So far, the civil war has proven to be an impossible problem for de Mistura, a 70-year-old United Nations (UN) veteran with experience in some of the world's most troubled hotspots.
The dual Swedish-Italian national, who is said to speak seven languages and favours pince-nez spectacles over conventional glasses, has an old-world demeanour and would not look out of place in a picture of European diplomats from a century ago.
He was named Syria envoy in 2014, taking a position that Algerian diplomat Lakhdar Brahimi and former UN secretary general Kofi Annan both quit amid the stalemate between Damascus and opposition groups.
When talks reconvene on Thursday, it will mark the fourth round of negotiations between Syria's warring parties moderated by de Mistura.
UN-backed Syria talks restart with rebels on back foot
Despite achieving no breakthrough, he has consistently maintained that incremental progress is being made.

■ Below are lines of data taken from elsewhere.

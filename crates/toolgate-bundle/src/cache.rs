// crates/toolgate-bundle/src/cache.rs
// ============================================================================
// Module: Bundle Cache
// Description: Copy-on-publish bundle snapshots behind an atomic pointer.
// Purpose: Give decision engines lock-free reads of the current bundle.
// Dependencies: arc-swap, toolgate-core
// ============================================================================

//! ## Overview
//! The cache holds the current immutable [`PolicyBundle`] behind an
//! [`arc_swap::ArcSwapOption`]: readers acquire-load a shared pointer, the
//! builder release-stores a fresh snapshot. Publication is monotonic; a
//! snapshot with a stale revision is discarded. Before the first publication
//! the cache is empty and a decision engine must deny everything.

// ============================================================================
// SECTION: Imports
// ============================================================================

use std::sync::Arc;

use arc_swap::ArcSwapOption;
use toolgate_core::PolicyBundle;
use toolgate_core::Revision;

// ============================================================================
// SECTION: Bundle Cache
// ============================================================================

/// Shared cache of the current bundle snapshot.
///
/// # Invariants
/// - Snapshots are immutable after publication.
/// - The published revision strictly increases.
#[derive(Debug, Default)]
pub struct BundleCache {
    /// Current snapshot, absent before bootstrap.
    current: ArcSwapOption<PolicyBundle>,
}

impl BundleCache {
    /// Creates an empty cache.
    #[must_use]
    pub fn new() -> Self {
        Self::default()
    }

    /// Returns the current snapshot when bootstrapped.
    #[must_use]
    pub fn current(&self) -> Option<Arc<PolicyBundle>> {
        self.current.load_full()
    }

    /// Returns the revision of the current snapshot.
    #[must_use]
    pub fn revision(&self) -> Option<Revision> {
        self.current.load().as_ref().map(|bundle| bundle.revision)
    }

    /// Publishes a snapshot when its revision advances the cache.
    ///
    /// Returns true when the snapshot was published.
    pub fn publish(&self, bundle: PolicyBundle) -> bool {
        let stale = self
            .current
            .load()
            .as_ref()
            .is_some_and(|current| current.revision >= bundle.revision);
        if stale {
            return false;
        }
        self.current.store(Some(Arc::new(bundle)));
        true
    }
}

// ============================================================================
// SECTION: Tests
// ============================================================================

#[cfg(test)]
mod tests {
    use std::collections::BTreeMap;
    use std::collections::BTreeSet;

    use toolgate_core::BundleData;
    use toolgate_core::Catalog;
    use toolgate_core::PolicyBundle;
    use toolgate_core::Revision;

    use super::BundleCache;

    fn bundle(revision: u64) -> PolicyBundle {
        PolicyBundle::from_data(
            BundleData {
                revision: Revision::new(revision),
                catalog: Catalog::new(),
                access_rules: Vec::new(),
                revoked_subjects: BTreeSet::new(),
                governance_instances: BTreeMap::new(),
            },
            "http://npl:12000",
            "opaque",
        )
    }

    #[test]
    fn empty_cache_serves_nothing() {
        let cache = BundleCache::new();
        assert!(cache.current().is_none());
        assert!(cache.revision().is_none());
    }

    #[test]
    fn publication_is_monotonic() {
        let cache = BundleCache::new();
        assert!(cache.publish(bundle(2)));
        assert!(!cache.publish(bundle(2)));
        assert!(!cache.publish(bundle(1)));
        assert!(cache.publish(bundle(3)));
        assert_eq!(cache.revision(), Some(Revision::new(3)));
    }

    #[test]
    fn readers_keep_their_snapshot() {
        let cache = BundleCache::new();
        cache.publish(bundle(1));
        let held = cache.current().unwrap();
        cache.publish(bundle(2));
        assert_eq!(held.revision, Revision::new(1));
        assert_eq!(cache.current().unwrap().revision, Revision::new(2));
    }
}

The last round -- in which Syria's lead negotiator Basharal Jaafari repeatedly referred to the opposition negotiators as terrorists -- broke up in April last year as violence flared on the ground.
But according to de Mistura's official summary of the negotiations, the bitterly opposed sides left Geneva with an agreement on "a number of points of commonalities", something that was not apparent to observers of the talks.
"I have a terrible chronic disease," de Mistura told Al-Jazeera last year.
"It's called chronic optimism." De Mistura has earned a reputation for pursuing unorthodox solutions to intractable problems.
As Syrian forces besieged Aleppo last year, leaving an estimated 250,000 people facing starvation and in desperate need of aid, de Mistura offered to physically escort militants from the Fatehal Sham Front out of the city to ease the crisis.
The group, formerly known as Al-Nusra, rejected the offer on Twitter, but for de Mistura the curious tactic was nothing new.
According to a 2015 profile in Britain's The Guardian newspaper, while in Sudan he painted camels blue so desert bandits and helicopters overhead would know they held UN humanitarian cargo.
He also worked with smugglers to get aid into besieged Sarajevo during the Balkans conflict, former colleagues told The Guardian.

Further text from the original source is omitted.